水稻；淡绿叶；叶绿体；遗传分析；基因定位

叶绿素是光合器官的重要组成部分，在植物生长发育过程中起关键作用[1]。除了为植物提供绿色的外观之外，叶绿素在光合作用中负责接收捕获光能，同时驱动电子通过电子传递链转移到光合反应中心[2]，完成光能转化为化学能的过程[3]。水稻叶绿素含量的增加可以提高光合作用率[4]，增加光合有机物的积累，并最终提高水稻的产量[5-6]。叶色相关基因的突变，会引起叶绿素的含量及叶绿体结构发生变化，最终形成白化、黄化、条纹、浅绿和斑点等类型的突变[7]。目前，在水稻[8-9]、拟南芥[10]、玉米[11]、棉花[12]，小麦[13]、油菜[14]等多种植物叶均发现有叶色突变体的存在。

迄今为止，已有不少于80个水稻叶色突变体得到鉴定，且多个已被克隆。

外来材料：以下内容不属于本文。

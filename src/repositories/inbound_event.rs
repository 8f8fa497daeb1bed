//! # Inbound Event Repository
//!
//! The dedup log. `begin_processing` is the idempotency barrier for the
//! whole pipeline: whoever wins the unique insert owns the event, every
//! other delivery of it short-circuits as a duplicate.

use chrono::{DateTime, Duration, Utc};
use sea_orm::sea_query::Expr;
use sea_orm::{
    ActiveModelTrait, ColumnTrait, DatabaseConnection, EntityTrait, PaginatorTrait, QueryFilter,
    Set,
};
use serde_json::Value as JsonValue;
use uuid::Uuid;

use crate::error::{ApiError, is_unique_violation};
use crate::models::inbound_event::{ActiveModel, Column, Entity, Model};
use crate::normalization::Platform;

/// Window inside which an identical payload under a fresh event id is still
/// treated as a redelivery.
const REDELIVERY_WINDOW_MINUTES: i64 = 60;

/// Result of the check-and-insert dedup step.
#[derive(Debug)]
pub enum DedupDecision {
    /// First sighting; the caller owns processing of this record.
    Fresh(Model),
    /// Already seen (same id, or same content within the redelivery window).
    Duplicate,
}

/// Repository for the inbound event dedup log
pub struct InboundEventRepository {
    db: DatabaseConnection,
}

impl InboundEventRepository {
    /// Create a new InboundEventRepository with the given database connection
    pub fn new(db: DatabaseConnection) -> Self {
        Self { db }
    }

    /// Atomically decide whether an event should be processed, inserting the
    /// `pending` record when it should.
    pub async fn begin_processing(
        &self,
        creator_id: Uuid,
        platform: Platform,
        platform_event_id: &str,
        content_hash: &str,
        payload: Option<JsonValue>,
        now: DateTime<Utc>,
    ) -> Result<DedupDecision, ApiError> {
        // Redelivery under a new id: same content hash seen recently
        let window_start = now - Duration::minutes(REDELIVERY_WINDOW_MINUTES);
        let redelivered = Entity::find()
            .filter(Column::ContentHash.eq(content_hash))
            .filter(Column::PlatformEventId.ne(platform_event_id))
            .filter(Column::ReceivedAt.gte(window_start.fixed_offset()))
            .count(&self.db)
            .await
            .map_err(|e| {
                tracing::error!(error = %e, "Failed to query content-hash window");
                ApiError::from(e)
            })?
            > 0;

        if redelivered {
            tracing::info!(
                platform_event_id = %platform_event_id,
                "Duplicate content within redelivery window; skipping"
            );
            return Ok(DedupDecision::Duplicate);
        }

        let record = ActiveModel {
            id: Set(Uuid::new_v4()),
            creator_id: Set(creator_id),
            platform_event_id: Set(platform_event_id.to_string()),
            content_hash: Set(content_hash.to_string()),
            platform: Set(platform.as_str().to_string()),
            status: Set("pending".to_string()),
            payload: Set(payload),
            received_at: Set(now.fixed_offset()),
            processed_at: Set(None),
        };

        match record.insert(&self.db).await {
            Ok(model) => Ok(DedupDecision::Fresh(model)),
            Err(err) if is_unique_violation(&err) => {
                tracing::info!(
                    platform_event_id = %platform_event_id,
                    "Event already recorded; treating as duplicate"
                );
                Ok(DedupDecision::Duplicate)
            }
            Err(err) => {
                tracing::error!(error = %err, "Failed to insert inbound event record");
                Err(ApiError::from(err))
            }
        }
    }

    /// Mark an event `processed`. Only a `pending` record transitions; a
    /// record that already left `pending` stays immutable.
    pub async fn mark_processed(&self, id: Uuid, now: DateTime<Utc>) -> Result<(), ApiError> {
        self.transition(id, "processed", now).await
    }

    /// Mark an event `failed`.
    pub async fn mark_failed(&self, id: Uuid, now: DateTime<Utc>) -> Result<(), ApiError> {
        self.transition(id, "failed", now).await
    }

    /// Mark an event `skipped` (no rule matched; not an error).
    pub async fn mark_skipped(&self, id: Uuid, now: DateTime<Utc>) -> Result<(), ApiError> {
        self.transition(id, "skipped", now).await
    }

    async fn transition(
        &self,
        id: Uuid,
        status: &str,
        now: DateTime<Utc>,
    ) -> Result<(), ApiError> {
        Entity::update_many()
            .col_expr(Column::Status, Expr::value(status))
            .col_expr(Column::ProcessedAt, Expr::value(now.fixed_offset()))
            .filter(Column::Id.eq(id))
            .filter(Column::Status.eq("pending"))
            .exec(&self.db)
            .await
            .map_err(|e| {
                tracing::error!(event_record_id = %id, error = %e, "Failed to transition event status");
                ApiError::from(e)
            })?;

        Ok(())
    }

    /// Delete records older than the retention cutoff; returns rows purged.
    pub async fn purge_older_than(&self, cutoff: DateTime<Utc>) -> Result<u64, ApiError> {
        let result = Entity::delete_many()
            .filter(Column::ReceivedAt.lt(cutoff.fixed_offset()))
            .exec(&self.db)
            .await
            .map_err(|e| {
                tracing::error!(error = %e, "Failed to purge inbound event records");
                ApiError::from(e)
            })?;

        Ok(result.rows_affected)
    }
}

其中包括NTRC[15]、OsClpP5[16]、SGR[17]、OsDVR[18]、OsChlH/I/D[19-20]、YGL1[21]、OsCAO1[22]、OsCAO2[23]、YSA[24]、OsRpoTp[25]、OsCHR4[26]、OsPPR1[27]以及OsPDS[28]等。这些基因克隆和功能分析丰富了水稻叶色相关遗传调控机理的阐述，水稻叶色突变体的表型一般是受核基因或细胞质基因控制，其中，以隐性核基因控制的情况居多[29-31]。根据水稻叶色突变体的形成机制可分为叶绿素代谢途径受阻[22,23]、叶绿体发育进程受阻[9,25]、光敏色素调控受阻[32]、血红素反馈调节紊乱等[33]，而以叶绿素合成途径的研究报道最为深入。通过对双子叶植物(如拟南芥)的研究发现，高等植物叶绿素生物合成通常需要通过一系列复杂的反应[34]，参与叶绿素合成的27个基因及其编码的酶都已被鉴定[35]。水稻中目前也已克隆9个编码叶绿素合成途径相关酶的基因，分别为编码镁离子螯合酶三个D、I、H小亚基的OsChlD、OsChlI和OsChlH基因[19,20]、编码联乙烯还原酶的OsDVR基因[18]、编码NADPH-原叶绿素酸酯氧化还原酶A和B的OsPORA和OsPORB基因[36,37]、编码叶绿素合酶的YGL1基因[21]以及编码叶绿素酸酯a加氧酶的OsCAO1和OsCAO2基因[22,23]。这些基因的突变都会对水稻叶色及生长产生影响。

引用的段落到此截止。